Référence neutre : 2002 CFPI 1136

ENTRE :

                 CAMPNEY & MURPHY, Sociétéde personnes

                                                             demanderesse

                                    et

                BERNARD & PARTNERS, Sociétéde personnes

MARK W. HILTON

                                                               défendeurs

                    MOTIFS MODIFIÉS DE L'ORDONNANCE

LE PROTONOTAIRE HARGRAVE

CONTEXTE


[1]                 Dans la demande, sur laquelle prend appui la présente action, les associés du bureau d'avocats Campney & Murphy revendiquent le droit d'auteur, contre les défendeurs, sur divers documents constituant des précédents, le bureau Bernard & Partners ainsi que Me Hilton, lequel est aussi associé dans le bureau. Pour circonscrire un litige, on détermine l'existence de faits dans l'avis de demande et dans l'affidavit à l'appui. La demande est dirigée contre Bernard & Partners, bureau formé de six personnes, dont Me Hilton, chacune de ces personnes étant un ancien associé de Campney & Murphy.
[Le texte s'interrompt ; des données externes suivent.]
//! # Storyflow - Staged Content Pipeline
//!
//! The main binary for Storyflow.
//!
//! This application provides:
//! - HTTP REST API server (axum-based) with streaming generation
//! - CLI interface for projects, stages, settings, prompts and exports
//!
//! ## Architecture
//!
//! ```text
//! ┌────────────────────────────────────────────────────────────────┐
//! │                    apps/storyflow (THE BINARY)                 │
//! │                                                                │
//! │  ┌─────────────┐    ┌─────────────┐    ┌──────────────────┐    │
//! │  │   CLI       │    │   HTTP API  │    │   Generation     │    │
//! │  │  (clap)     │    │   (axum)    │    │ (reqwest + SSE)  │    │
//! │  └──────┬──────┘    └──────┬──────┘    └────────┬─────────┘    │
//! │         │                  │                    │              │
//! │         └──────────────────┼────────────────────┘              │
//! │                            ▼                                   │
//! │                   ┌─────────────────┐                          │
//! │                   │ storyflow-core  │                          │
//! │                   │  (THE LOGIC)    │                          │
//! │                   └─────────────────┘                          │
//! └────────────────────────────────────────────────────────────────┘
//! ```
//!
//! ## Usage
//!
//! ```bash
//! # Start the HTTP server
//! storyflow server --host 0.0.0.0 --port 8000
//!
//! # CLI operations
//! storyflow projects create "Night Ferry" -t drama,sea
//! storyflow stage set 1 idea -c "A ferry that never docks"
//! storyflow generate 1 story --stream
//! storyflow export 1 -t fountain
//! ```

use clap::Parser;
use storyflow::cli;
use tracing_subscriber::{layer::SubscriberExt, util::SubscriberInitExt};

// =============================================================================
// APPLICATION ENTRY POINT
// =============================================================================

#[tokio::main]
async fn main() {
    // STORYFLOW_LOG_FORMAT=json enables machine-parseable output.
    let log_format = std::env::var("STORYFLOW_LOG_FORMAT").unwrap_or_else(|_| "text".to_string());

    let filter = tracing_subscriber::EnvFilter::try_from_default_env()
        .unwrap_or_else(|_| "storyflow=info,storyflow_core=info,tower_http=debug".into());

    // Logs go to stderr so `--json-mode` output stays parseable.
    match log_format.as_str() {
        "json" => {
            let layer = tracing_subscriber::fmt::layer()
                .json()
                .with_writer(std::io::stderr);
            tracing_subscriber::registry()
                .with(filter)
                .with(layer)
                .init();
        }
        _ => {
            let layer = tracing_subscriber::fmt::layer().with_writer(std::io::stderr);
            tracing_subscriber::registry()
                .with(filter)
                .with(layer)
                .init();
        }
    }

    let cli = cli::Cli::parse();

    if !cli.quiet && !cli.json_mode {
        print_banner();
    }

    if let Err(e) = cli::execute(cli).await {
        tracing::error!("Error: {}", e);
        std::process::exit(1);
    }
}

/// Print the Storyflow startup banner.
fn print_banner() {
    eprintln!(
        r#"
  ╔═╗╔╦╗╔═╗╦═╗╦ ╦╔═╗╦  ╔═╗╦ ╦
  ╚═╗ ║ ║ ║╠╦╝╚╦╝╠╣ ║  ║ ║║║║
  ╚═╝ ╩ ╚═╝╩╚═ ╩ ╚  ╩═╝╚═╝╚╩╝

  Staged Content Pipeline v{}

  idea → story → script → character → scene → storyboard → image → motion
"#,
        env!("CARGO_PKG_VERSION")
    );
}
//! # Secrets
//!
//! Authenticated encryption for generator API keys.
//!
//! - ChaCha20-Poly1305 AEAD with a fresh 12-byte nonce per encryption
//! - 256-bit key derived from the configured secret with SHA-256
//! - Stored format: `enc2:base64(nonce || ciphertext)`

use crate::StoryflowError;
use base64::{Engine, engine::general_purpose::STANDARD as BASE64};
use chacha20poly1305::{
    ChaCha20Poly1305, Nonce,
    aead::{Aead, AeadCore, KeyInit, OsRng},
};
use sha2::{Digest, Sha256};
use std::fmt;

/// Prefix of every encrypted value.
const ENCRYPTED_PREFIX: &str = "enc2:";

/// Nonce length in bytes.
const NONCE_SIZE: usize = 12;

/// Encrypts and decrypts settings secrets.
#[derive(Clone)]
pub struct SecretBox {
    cipher: ChaCha20Poly1305,
}

impl fmt::Debug for SecretBox {
    fn fmt(&self, f: &mut fmt::Formatter<'_>) -> fmt::Result {
        f.debug_struct("SecretBox").finish_non_exhaustive()
    }
}

impl SecretBox {
    /// Create a box keyed by SHA-256 of `secret`.
    #[must_use]
    pub fn new(secret: &str) -> Self {
        let digest = Sha256::digest(secret.as_bytes());
        let mut key = [0u8; 32];
        key.copy_from_slice(&digest);
        Self {
            cipher: ChaCha20Poly1305::new(&key.into()),
        }
    }

    /// Produce a fresh random secret suitable for a key file.
    #[must_use]
    pub fn generate_secret() -> String {
        let key = ChaCha20Poly1305::generate_key(&mut OsRng);
        BASE64.encode(key)
    }

    /// Encrypt `plaintext` into the `enc2:` format.
    pub fn encrypt(&self, plaintext: &str) -> Result<String, StoryflowError> {
        let nonce = ChaCha20Poly1305::generate_nonce(&mut OsRng);
        let ciphertext = self
            .cipher
            .encrypt(&nonce, plaintext.as_bytes())
            .map_err(|_| StoryflowError::ConfigurationError("encryption failed".to_string()))?;

        let mut combined = Vec::with_capacity(NONCE_SIZE + ciphertext.len());
        combined.extend_from_slice(&nonce);
        combined.extend_from_slice(&ciphertext);

        Ok(format!("{}{}", ENCRYPTED_PREFIX, BASE64.encode(&combined)))
    }

    /// Decrypt a value produced by [`SecretBox::encrypt`].
    ///
    /// A wrong secret or a tampered value is a `ConfigurationError`: the
    /// stored key cannot be used with the running configuration.
    pub fn decrypt(&self, encrypted: &str) -> Result<String, StoryflowError> {
        let encoded = encrypted.strip_prefix(ENCRYPTED_PREFIX).ok_or_else(|| {
            StoryflowError::ConfigurationError("stored API key has an unknown format".to_string())
        })?;

        let combined = BASE64.decode(encoded).map_err(|_| {
            StoryflowError::ConfigurationError("stored API key is not valid base64".to_string())
        })?;

        if combined.len() < NONCE_SIZE {
            return Err(StoryflowError::ConfigurationError(
                "stored API key is truncated".to_string(),
            ));
        }

        let (nonce_bytes, ciphertext) = combined.split_at(NONCE_SIZE);
        let plaintext = self
            .cipher
            .decrypt(Nonce::from_slice(nonce_bytes), ciphertext)
            .map_err(|_| {
                StoryflowError::ConfigurationError(
                    "stored API key cannot be decrypted with the configured secret".to_string(),
                )
            })?;

        String::from_utf8(plaintext).map_err(|_| {
            StoryflowError::ConfigurationError("stored API key is not valid UTF-8".to_string())
        })
    }

    /// Whether `text` carries the encrypted-value prefix.
    #[must_use]
    pub fn is_encrypted(text: &str) -> bool {
        text.starts_with(ENCRYPTED_PREFIX)
    }
}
Cinq des associés de Bernard & Partners ont quitté Campney & Murphy : plutôt que de démissionner, ils ont demandé la dissolution de la société de personnes Campney & Murphy et la répartition des éléments d'actif. Je ferais remarquer ici que la dissolution n'a pas été demandée à la légère, mais plutôt pour des motifs qui, selon Bernard & Partners, sont sérieux, censés et objectifs. On prétend que la société de personnes Bernard & Partners a reçu copie de précédents de Me Hilton, qui les avait copiés avant de quitter Campney & Murphy.
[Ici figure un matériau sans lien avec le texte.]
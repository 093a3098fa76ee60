//! # storyflow-core
//!
//! The workflow engine for Storyflow - THE LOGIC.
//!
//! A project moves through eight fixed stages
//! (`idea → story → script → character → scene → storyboard → image_prompt → motion_prompt`).
//! This crate owns:
//! - the stage registry and its declared dependencies (`registry`)
//! - the per-stage status machine and unlock propagation (`workflow`)
//! - the append-only version log with never-reused numbers (`storage`)
//! - prompt context assembly and template rendering (`context`, `prompt`)
//! - settings secrets, text exports and the binary project archive
//!
//! ## Architectural Constraints
//!
//! - Has NO async, NO network dependencies
//! - Every mutation validates first, then runs in one `BEGIN IMMEDIATE` transaction
//! - Reports partial failures as data; logging belongs to the app layer

// =============================================================================
// MODULES
// =============================================================================

pub mod context;
pub mod export;
pub mod primitives;
pub mod prompt;
pub mod registry;
pub mod secrets;
pub mod storage;
pub mod types;
pub mod workflow;

// =============================================================================
// RE-EXPORTS: Core Types (from types module)
// =============================================================================

pub use types::{
    AiSettings, GenerationParams, GenerationRecord, Metadata, NewProject, NewSettings, Page,
    Project, ProjectDetail, ProjectId, ProjectQuery, ProjectUpdate, Provider, SettingsId,
    SettingsUpdate, Stage, StageEdit, StageId, StageStatus, StageVersion, StoryflowError,
    SystemPrompt, VersionId, VersionSource,
};

// =============================================================================
// RE-EXPORTS: Workflow Engine
// =============================================================================

pub use context::{ContextMap, StageContext, assemble, stage_context};
pub use export::archive::{ProjectArchive, decode_archive, encode_archive};
pub use export::{BundleReport, ExportFile, ExportKind, SkippedEntry};
pub use prompt::{default_template, render};
pub use registry::{STAGE_ORDER, StageType};
pub use secrets::SecretBox;
pub use storage::Store;
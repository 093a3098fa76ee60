//! # Stage State Machine
//!
//! Content mutations of a stage and the status transitions they drive.
//!
//! | Operation | Version appended | Status after |
//! |-----------|------------------|--------------|
//! | [`Store::set_content`] | `manual` snapshot of the *old* content, only if it changed | override, else UNLOCKED when empty, else IN_PROGRESS |
//! | [`Store::record_generation`] | `ai` snapshot of the *new* content | IN_PROGRESS |
//! | [`Store::restore_version`] | `restore` snapshot of the pre-restore content | unchanged |
//! | [`Store::complete_stage`] | none | COMPLETED |
//!
//! Whenever a stage ends up with non-empty content through an edit or a
//! generation, its successor moves LOCKED -> UNLOCKED. Every operation runs in
//! one `BEGIN IMMEDIATE` transaction.

use crate::StoryflowError;
use crate::registry::StageType;
use crate::storage::{ProjectDao, StageDao, Store, VersionDao, VersionDraft, now_millis};
use crate::types::{
    GenerationRecord, ProjectId, Stage, StageEdit, StageStatus, StageVersion, VersionId,
    VersionSource, validate_content,
};
use rusqlite::Connection;

/// Status a stage takes after a manual edit.
#[must_use]
pub fn status_after_edit(content: &str, requested: Option<StageStatus>) -> StageStatus {
    match requested {
        Some(status) => status,
        None if content.is_empty() => StageStatus::Unlocked,
        None => StageStatus::InProgress,
    }
}

/// Whether unlock propagation changes a successor in `status`.
#[must_use]
pub fn unlocks(status: StageStatus) -> bool {
    status == StageStatus::Locked
}

/// Unlock the successor of `stage_type` if it is exactly LOCKED.
fn unlock_successor(
    conn: &Connection,
    project_id: ProjectId,
    stage_type: StageType,
    now: i64,
) -> Result<Option<Stage>, StoryflowError> {
    let Some(next) = stage_type.next() else {
        return Ok(None);
    };
    let successor = StageDao::require(conn, project_id, next)?;
    if !unlocks(successor.status) {
        return Ok(None);
    }
    StageDao::update_status(conn, successor.id, StageStatus::Unlocked, now)?;
    Ok(Some(StageDao::require(conn, project_id, next)?))
}

impl Store {
    /// Manually replace a stage's content.
    pub fn set_content(
        &mut self,
        project_id: ProjectId,
        stage_type: StageType,
        edit: &StageEdit,
    ) -> Result<Stage, StoryflowError> {
        edit.validate()?;
        self.write(|tx| {
            let stage = StageDao::require(tx, project_id, stage_type)?;
            let now = now_millis();

            if stage.content != edit.content {
                VersionDao::append(
                    tx,
                    stage.id,
                    &VersionDraft::plain(&stage.content, VersionSource::Manual),
                    now,
                )?;
            }

            let status = status_after_edit(&edit.content, edit.status);
            StageDao::update_content(tx, stage.id, &edit.content, status, now)?;
            if !edit.content.is_empty() {
                unlock_successor(tx, project_id, stage_type, now)?;
            }
            ProjectDao::touch(tx, project_id, now)?;
            StageDao::require(tx, project_id, stage_type)
        })
    }

    /// Persist generated content: an `ai` version of the new content, the
    /// stage content and metadata, status IN_PROGRESS, then unlock propagation.
    pub fn record_generation(
        &mut self,
        project_id: ProjectId,
        stage_type: StageType,
        record: &GenerationRecord,
    ) -> Result<(Stage, StageVersion), StoryflowError> {
        validate_content(&record.content)?;
        let params_json = serde_json::to_string(&record.params)?;
        self.write(|tx| {
            let stage = StageDao::require(tx, project_id, stage_type)?;
            let now = now_millis();

            let version = VersionDao::append(
                tx,
                stage.id,
                &VersionDraft {
                    content: &record.content,
                    source: VersionSource::Ai,
                    ai_model: Some(&record.model),
                    ai_params: Some(&record.params),
                },
                now,
            )?;
            StageDao::update_generation(
                tx,
                stage.id,
                &record.content,
                &record.model,
                &params_json,
                now,
            )?;
            if !record.content.is_empty() {
                unlock_successor(tx, project_id, stage_type, now)?;
            }
            ProjectDao::touch(tx, project_id, now)?;
            Ok((StageDao::require(tx, project_id, stage_type)?, version))
        })
    }

    /// Copy a previous version's content back into the stage.
    ///
    /// The content being replaced is saved first as a `restore` version.
    /// Status is left as it was.
    pub fn restore_version(
        &mut self,
        project_id: ProjectId,
        stage_type: StageType,
        version_id: VersionId,
    ) -> Result<Stage, StoryflowError> {
        self.write(|tx| {
            let stage = StageDao::require(tx, project_id, stage_type)?;
            let target = VersionDao::require(tx, stage.id, version_id)?;
            let now = now_millis();

            VersionDao::append(
                tx,
                stage.id,
                &VersionDraft::plain(&stage.content, VersionSource::Restore),
                now,
            )?;
            StageDao::update_content(tx, stage.id, &target.content, stage.status, now)?;
            ProjectDao::touch(tx, project_id, now)?;
            StageDao::require(tx, project_id, stage_type)
        })
    }

    /// Unlock the stage after `stage_type` if it is LOCKED.
    ///
    /// Returns the successor when it changed; `None` on the last stage or when
    /// the successor was already unlocked or beyond.
    pub fn unlock_next(
        &mut self,
        project_id: ProjectId,
        stage_type: StageType,
    ) -> Result<Option<Stage>, StoryflowError> {
        self.write(|tx| {
            StageDao::require(tx, project_id, stage_type)?;
            let now = now_millis();
            let unlocked = unlock_successor(tx, project_id, stage_type, now)?;
            if unlocked.is_some() {
                ProjectDao::touch(tx, project_id, now)?;
            }
            Ok(unlocked)
        })
    }

    /// Mark a stage COMPLETED. Content and versions are untouched.
    pub fn complete_stage(
        &mut self,
        project_id: ProjectId,
        stage_type: StageType,
    ) -> Result<Stage, StoryflowError> {
        self.write(|tx| {
            let stage = StageDao::require(tx, project_id, stage_type)?;
            let now = now_millis();
            StageDao::update_status(tx, stage.id, StageStatus::Completed, now)?;
            ProjectDao::touch(tx, project_id, now)?;
            StageDao::require(tx, project_id, stage_type)
        })
    }
}
// =============================================================================
// INIT COMMAND
// =============================================================================

/// Initialize a new database and make sure a secret is available.
pub fn cmd_init(config: &AppConfig, force: bool, json_mode: bool) -> Result<(), StoryflowError> {
    let db_path = &config.database;
    if db_path.exists() {
        if !force {
            return Err(StoryflowError::ConfigurationError(
                "Database already exists. Use --force to overwrite.".to_string(),
            ));
        }
        for suffix in ["", "-wal", "-shm"] {
            let mut path = db_path.clone().into_os_string();
            path.push(suffix);
            let path = PathBuf::from(path);
            if path.exists() {
                std::fs::remove_file(&path)?;
            }
        }
    }

    let store = open_store(config)?;
    config.secret_box()?;

    if json_mode {
        print_json(&serde_json::json!({
            "database": db_path.to_string_lossy(),
            "schema_version": store.schema_version()?,
        }));
    } else {
        println!("Initialized new database at {:?}", db_path);
        if config.secret_key.is_none() {
            println!("Secret key file: {:?}", config.key_file_path());
        }
    }
    Ok(())
}

// =============================================================================
// PROJECTS COMMAND
// =============================================================================

pub fn cmd_projects(
    config: &AppConfig,
    command: ProjectsCommand,
    json_mode: bool,
) -> Result<(), StoryflowError> {
    let mut store = open_store(config)?;

    match command {
        ProjectsCommand::List {
            page,
            page_size,
            search,
        } => {
            let listing = store.list_projects(&ProjectQuery {
                page,
                page_size,
                search,
            })?;
            if json_mode {
                print_json(&listing);
                return Ok(());
            }
            println!(
                "Projects (page {} of {}, {} total)",
                listing.page,
                listing.total_pages.max(1),
                listing.total
            );
            println!("==================");
            for project in &listing.items {
                println!(
                    "  #{:<5} {:<30} {}",
                    project.id,
                    preview(&project.name, 30),
                    project.updated_at.format("%Y-%m-%d %H:%M")
                );
            }
        }
        ProjectsCommand::Create {
            name,
            description,
            category,
            tags,
        } => {
            let detail = store.create_project(&NewProject {
                name,
                description,
                category,
                tags,
            })?;
            if json_mode {
                print_json(&detail);
            } else {
                println!(
                    "Created project #{} \"{}\"",
                    detail.project.id, detail.project.name
                );
            }
        }
        ProjectsCommand::Show { id } => {
            let detail = store.get_project(ProjectId(id))?;
            if json_mode {
                print_json(&detail);
                return Ok(());
            }
            println!("Project #{}: {}", detail.project.id, detail.project.name);
            println!("==================");
            if !detail.project.description.is_empty() {
                println!("{}", detail.project.description);
            }
            if !detail.project.tags.is_empty() {
                println!("Tags: {}", detail.project.tags.join(", "));
            }
            println!();
            for stage in &detail.stages {
                print_stage_line(stage);
            }
        }
        ProjectsCommand::Update {
            id,
            name,
            description,
            category,
            tags,
        } => {
            let project = store.update_project(
                ProjectId(id),
                &ProjectUpdate {
                    name,
                    description,
                    category,
                    tags,
                },
            )?;
            if json_mode {
                print_json(&project);
            } else {
                println!("Updated project #{}", project.id);
            }
        }
        ProjectsCommand::Delete { id } => {
            store.delete_project(ProjectId(id))?;
            if !json_mode {
                println!("Deleted project #{}", id);
            }
        }
        ProjectsCommand::Purge { id } => {
            store.purge_project(ProjectId(id))?;
            if !json_mode {
                println!("Purged project #{}", id);
            }
        }
    }
    Ok(())
}
//! # API Request/Response Types
//!
//! JSON bodies of the HTTP API that are not core entities.

use serde::{Deserialize, Serialize};
use storyflow_core::{StageType, StageVersion, VersionId};

// =============================================================================
// HEALTH RESPONSE
// =============================================================================

/// Health check response.
#[derive(Debug, Clone, Serialize, Deserialize)]
pub struct HealthResponse {
    pub status: String,
    pub version: String,
}

impl Default for HealthResponse {
    fn default() -> Self {
        Self {
            status: "ok".to_string(),
            version: env!("CARGO_PKG_VERSION").to_string(),
        }
    }
}

// =============================================================================
// ERROR RESPONSE
// =============================================================================

/// Body of every non-2xx JSON response.
#[derive(Debug, Clone, Serialize, Deserialize)]
pub struct ErrorResponse {
    pub error: String,
    /// Machine-readable error class (`not_found`, `validation_error`, ...).
    pub kind: String,
}

// =============================================================================
// STAGE / VERSION REQUESTS
// =============================================================================

/// Body of `POST .../versions/restore`.
#[derive(Debug, Clone, Serialize, Deserialize)]
pub struct RestoreRequest {
    pub version_id: VersionId,
}

/// Body of `PUT .../versions/{version_id}`. A missing or blank label clears it.
#[derive(Debug, Clone, Default, Serialize, Deserialize)]
pub struct LabelRequest {
    #[serde(default)]
    pub label: Option<String>,
}

/// Body of `PUT /prompts/{stage}`.
#[derive(Debug, Clone, Serialize, Deserialize)]
pub struct PromptUpdateRequest {
    pub content: String,
}

// =============================================================================
// GENERATION RESPONSES
// =============================================================================

/// Response of `POST /ai/generate`.
#[derive(Debug, Clone, Serialize, Deserialize)]
pub struct GenerateResponse {
    pub content: String,
    pub model: String,
    pub stage_type: StageType,
    pub version: StageVersion,
}

/// Payload of the `done` SSE event.
#[derive(Debug, Clone, Serialize, Deserialize)]
pub struct StreamDone {
    pub stage_type: StageType,
    pub version_number: i64,
}

/// Payload of the `error` SSE event.
#[derive(Debug, Clone, Serialize, Deserialize)]
pub struct StreamError {
    pub error: String,
}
[2]                 Étant donné que la présente instance, englobant la présente requête, est protégée par une ordonnance provisoire de confidentialité, je ne me pencherai que sur les faits nécessaires : je soulignerais ici que les ordonnances de confidentialité excluent les motifs qui ne révèlent pas de renseignements confidentiels, puisque ce sont des documents publics : voir Sierra Club du Canada c. Canada (Ministre des Finances), [2000] 2 C.F. 423, à la page 425.
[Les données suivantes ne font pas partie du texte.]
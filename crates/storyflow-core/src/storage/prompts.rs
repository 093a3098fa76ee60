//! Prompt library: one stored template per stage, seeded with the built-in
//! defaults at schema creation.

use super::{Store, now_millis, parsed_column, to_datetime};
use crate::StoryflowError;
use crate::primitives::MAX_PROMPT_LENGTH;
use crate::prompt::default_template;
use crate::registry::{STAGE_ORDER, StageType};
use crate::types::SystemPrompt;
use rusqlite::{Connection, OptionalExtension, Row, params};

/// Data access for the `system_prompts` table.
struct PromptDao;

impl PromptDao {
    fn get(conn: &Connection, stage: StageType) -> Result<Option<SystemPrompt>, StoryflowError> {
        Ok(conn
            .query_row(
                "SELECT stage_type, content, created_at, updated_at
                 FROM system_prompts WHERE stage_type = ?1",
                [stage.as_str()],
                Self::map_row,
            )
            .optional()?)
    }

    fn upsert(conn: &Connection, stage: StageType, content: &str) -> Result<(), StoryflowError> {
        let now = now_millis();
        conn.execute(
            "INSERT INTO system_prompts (stage_type, content, created_at, updated_at)
             VALUES (?1, ?2, ?3, ?3)
             ON CONFLICT(stage_type) DO UPDATE SET content = excluded.content,
                                                   updated_at = excluded.updated_at",
            params![stage.as_str(), content, now],
        )?;
        Ok(())
    }

    fn map_row(row: &Row<'_>) -> rusqlite::Result<SystemPrompt> {
        Ok(SystemPrompt {
            stage: parsed_column(row, 0)?,
            content: row.get(1)?,
            created_at: to_datetime(row.get(2)?),
            updated_at: to_datetime(row.get(3)?),
        })
    }

    /// A prompt that was never stored: the built-in default.
    fn builtin(stage: StageType) -> SystemPrompt {
        let now = to_datetime(now_millis());
        SystemPrompt {
            stage,
            content: default_template(stage).to_string(),
            created_at: now,
            updated_at: now,
        }
    }
}

fn validate_prompt(content: &str) -> Result<(), StoryflowError> {
    if content.trim().is_empty() {
        return Err(StoryflowError::ValidationError(
            "prompt must not be empty".to_string(),
        ));
    }
    let len = content.chars().count();
    if len > MAX_PROMPT_LENGTH {
        return Err(StoryflowError::ValidationError(format!(
            "prompt length {} exceeds maximum {} characters",
            len, MAX_PROMPT_LENGTH
        )));
    }
    Ok(())
}

impl Store {
    /// All eight prompts in pipeline order.
    pub fn list_prompts(&self) -> Result<Vec<SystemPrompt>, StoryflowError> {
        STAGE_ORDER
            .iter()
            .map(|stage| self.get_prompt(*stage))
            .collect()
    }

    /// The stored prompt for `stage`, or the built-in default when absent.
    pub fn get_prompt(&self, stage: StageType) -> Result<SystemPrompt, StoryflowError> {
        let stored = PromptDao::get(self.conn(), stage)?;
        Ok(stored.unwrap_or_else(|| PromptDao::builtin(stage)))
    }

    /// Replace the template for `stage`.
    pub fn update_prompt(
        &mut self,
        stage: StageType,
        content: &str,
    ) -> Result<SystemPrompt, StoryflowError> {
        validate_prompt(content)?;
        self.write(|tx| {
            PromptDao::upsert(tx, stage, content)?;
            PromptDao::get(tx, stage)?.ok_or_else(|| StoryflowError::not_found("Prompt", stage))
        })
    }

    /// Restore the built-in template for `stage`.
    pub fn reset_prompt(&mut self, stage: StageType) -> Result<SystemPrompt, StoryflowError> {
        self.update_prompt(stage, default_template(stage))
    }
}

#[cfg(test)]
#[allow(clippy::unwrap_used, clippy::panic)]
mod tests {
    use super::*;

    #[test]
    fn defaults_are_listed_in_order() {
        let store = Store::open_in_memory().unwrap();
        let prompts = store.list_prompts().unwrap();
        assert_eq!(prompts.len(), 8);
        assert_eq!(prompts[0].stage, StageType::Idea);
        assert_eq!(
            prompts[7].content,
            default_template(StageType::MotionPrompt)
        );
    }

    #[test]
    fn update_then_reset() {
        let mut store = Store::open_in_memory().unwrap();
        let updated = store
            .update_prompt(StageType::Script, "Write {story} as a play.")
            .unwrap();
        assert_eq!(updated.content, "Write {story} as a play.");
        assert_eq!(
            store.get_prompt(StageType::Script).unwrap().content,
            "Write {story} as a play."
        );

        let reset = store.reset_prompt(StageType::Script).unwrap();
        assert_eq!(reset.content, default_template(StageType::Script));
    }

    #[test]
    fn missing_row_falls_back_to_builtin() {
        let store = Store::open_in_memory().unwrap();
        store
            .conn()
            .execute("DELETE FROM system_prompts WHERE stage_type = 'scene'", [])
            .unwrap();
        assert_eq!(
            store.get_prompt(StageType::Scene).unwrap().content,
            default_template(StageType::Scene)
        );
    }

    #[test]
    fn empty_or_oversized_prompt_is_rejected() {
        let mut store = Store::open_in_memory().unwrap();
        assert!(store.update_prompt(StageType::Idea, "   ").is_err());
        let huge = "p".repeat(MAX_PROMPT_LENGTH + 1);
        assert!(matches!(
            store.update_prompt(StageType::Idea, &huge),
            Err(StoryflowError::ValidationError(_))
        ));
    }
}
[3]                 La requête de Bernard & Partners à l'origine des présents motifs a sollicité l'arrêt de la présente instance en faveur de la procédure d'arbitrage existante. Campney & Murphy a entamé très tôt une procédure d'arbitrage contre les associés de Bernard & Partners, hormis Me Hilton, et, le 11 mars 2002, la Cour suprême de la Colombie-Britannique lui a accordé une injonction ex parte, laquelle a été modifiée par accord des parties le 23 mai 2002 : elle prévoyait que ces dernières s'abstiendraient d'intenter des poursuites [TRADUCTION] « à l'égard des questions faisant l'objet de l'arbitrage » : je signale ici que, pour trancher la présente requête, je n'ai pas à déterminer si cette injonction a été violée par la présente instance tenue devant la Cour fédérale. Je signalerais également que Me Hilton, qui, si je comprends bien, était associé dans le bureau Campney & Murphy au début de la procédure d'arbitrage, a maintenant déposé en qualité d'associé de Bernard & Partners une défense dans cet arbitrage.

ANALYSE

Prétentions des avocats des défendeurs

        Les avocats de Bernard & Partners et de Me Hilton, intervenant en faveur de l'arrêt des procédures, ont mentionné la clause d'arbitrage qui est prévue dans le contrat de société de Campney & Murphy (le contrat), et dont la teneur est très générale. Cette clause prévoit l'arbitrage devant un seul arbitre, celui-ci pouvant être soit un avocat ou un juge à la retraite, soit un conseil composé de trois arbitres, si les parties ne peuvent s'entendre sur le choix d'un arbitre; elle stipule aussi en partie, ce qui suit :

[TRADUCTION] Tous les différends découlant du présent contrat ou s'y rapportant, ou relatifs à tout rapport juridique défini lié au présent contrat ou en découlant, y compris les différends relatifs à l'existence, à l'interprétation, à la validité, au sens, à l'exécution, à l'inexécution, à l'application, à la violation, au maintien ou à la résiliation du présent contrat, doivent être renvoyés à l'arbitrage et être définitivement tranchés sous le régime de la loi intitulée Commercial Arbitration Act of British Columbia par la désignation d'un seul arbitre (qui sera un avocat ou un juge à la retraite) si les parties au différend peuvent s'entendre sur le choix de l'arbitre, sinon par trois arbitres, le premier choisi par l'associé demandant l'arbitrage, le deuxième étant choisi à la majorité par les autres associés et le troisième (qui devra être un avocat ou un juge à la retraite) étant choisi par les deux autres arbitres ainsi nommés. La décision ou la détermination de l'arbitre ou des arbitres, selon le cas, sera définitive et s'imposera aux parties à l'arbitrage. S'agissant d'un conseil composé de trois arbitres, la décision ou la détermination de la majorité d'entre eux l'emporte.

  

On reste frappé par la portée de cette clause, qui s'étend à « [tous] les différends découlant du présent contrat ou s'y rapportant » .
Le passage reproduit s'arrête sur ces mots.